第2話

一話
472
2021/12/23 13:17
オレは優しい両親と可愛い妹の四人家族だった。妹は体が弱かったが、笑顔の可愛らしい明るい子だった。両親は共働きで妹の医療費を稼ぎながらもオレらを愛してくれていたし、幸せな日々を送っていた。オレも幼いながらに家の手伝いをしながら暮らしていたのだが、突然両親が帰らなくなった。
否、帰れなくなった。事故にあったと聞いた時は茫然としたが、妹は体調が良くないし、心配をかけられないから平静を装った。
親戚は居らず、オレ達は二人両親の帰らない家で生活を始めた。周りの人に仕事をもらい、手伝いをしながら食料を譲ってもらったりして何とか生活して行こうと頑張った。
しかし、医療費は中々集められなくて、妹は少しづつ体調は悪化していった。このままでは、妹はいなくなってしまう。それが怖くて、オレはいつもは行かない遠くの街まで仕事を探しに行った。子どもが貰える仕事などたかが知れているが、それでも行かねばならなかった。
そしてその途中で拐かされたらしい。
気付けば両手両足は繋がれていて、鳥籠の中にいた。
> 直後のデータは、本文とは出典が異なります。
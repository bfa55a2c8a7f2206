//! Error types.
//!
//! Only configuration and geometry problems are fatal. Everything a live feed
//! can do wrong is a [`FetchError`], which the aggregator turns into a fallback.

use thiserror::Error;

/// Result type for fatal setup operations.
pub type Result<T> = std::result::Result<T, PulseError>;

/// Fatal errors raised while loading configuration or static geometry.
#[derive(Debug, Error)]
pub enum PulseError {
    #[error("curve set is empty")]
    EmptyCurveSet,

    #[error("curve {index} has {points} control points, need at least 2")]
    DegenerateCurve { index: usize, points: usize },

    #[error("curve {index} contains a non-finite coordinate")]
    NonFiniteCurve { index: usize },

    #[error("anchor {name} is bound to curve {curve}, but only {available} curves exist")]
    AnchorOutOfRange {
        name: String,
        curve: usize,
        available: usize,
    },

    #[error("anchor {name} has parameter {t} outside [0, 1]")]
    AnchorParameter { name: String, t: f32 },

    #[error("invalid configuration: {0}")]
    InvalidConfig(String),

    #[error("failed to read geometry from {path}: {source}")]
    GeometryIo {
        path: String,
        #[source]
        source: std::io::Error,
    },

    #[error("malformed geometry: {0}")]
    GeometryFormat(#[from] serde_json::Error),
}

/// Per-source fetch failures. Never fatal.
#[derive(Debug, Error)]
pub enum FetchError {
    #[error("request to {endpoint} failed: {message}")]
    Transport { endpoint: String, message: String },

    #[error("{endpoint} returned status {status}")]
    Status { endpoint: String, status: u16 },

    #[error("{endpoint} timed out")]
    Timeout { endpoint: String },

    #[error("malformed payload from {endpoint}: {message}")]
    Malformed { endpoint: String, message: String },
}

impl FetchError {
    pub fn malformed(endpoint: &str, message: impl Into<String>) -> Self {
        FetchError::Malformed {
            endpoint: endpoint.to_string(),
            message: message.into(),
        }
    }
}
布を被せられ、周りの状況は分からないが、幼い子供の鳴き声や少し年上くらいの人の騒ぎ声が聞こえたから、オレだけでないのは分かった。子どもの鳴き声は、大人の怒鳴り声で静かになってしまった。バチンって音がしたから、もしかしたら手を上げられたのかもしれない。ガタガタといつオレの所へ誰かが来るかも知れないと震える体を寄せてどれほど経ったか。ガラガラと運ばれる音が、一つまた一つと遠のいていき、周りの声も消えていった。
天馬司(幼少期)
天馬司(幼少期)
(連れていかれる…)
それがわかった。
天馬司(幼少期)
天馬司(幼少期)
(逃げなきゃ行けないのに、)
それができない現状に絶望する。
ギィ、と音を立てて扉が開き、とうとうオレの番が来たのだ。
天馬司(幼少期)
天馬司(幼少期)
(そうだ、それでさっきの所に…)
ぼんやりと思い出した記憶に息を吐き出す。妹はどうしているだろうか。オレを、心配してるだろうな。泣いてしまっているかもしれない。じわじわと視界が滲んで歪んでいく。先程の声が耳の奥で響いていた。
???
『その少年はウチが引き取らせてもらおう』
金持ちの道楽に買われて、どうなるかなんて決まっている。きっともう妹の元へは帰れないだろう。過酷な労働を強いられるのか、何か恐ろしい実験に付き合わされるのか…。
きっと給金など貰えないだろう。せめて給金が貰えるのなら、妹へ送れるのに…。ぽたぽたと頬を伝い、縮こませた体に涙が落ちる。
ギィ、と扉の開く音がした。ビクリと体が震え、顔を俯かせる。カツン、カツンという音と、コツコツという音、三人ほどの足音がそれぞれ違う音を立てていた。ガクガクと震える足を必死に抑えようと力を込めるも、意味はなく、カシャンと鎖がひとつ音を立てただけだった。
足音が、籠の前で止まった。バサッと大きな音を立てて布が捲られ、目の前が光で照らされる。怖くて必死に閉じた瞼の向こう側で、籠の戸が開く音と、誰かが中に入ってくる音がした。ギュッと閉じた目を恐る恐る開けば、閉じた拍子に零れた涙が手を濡らす。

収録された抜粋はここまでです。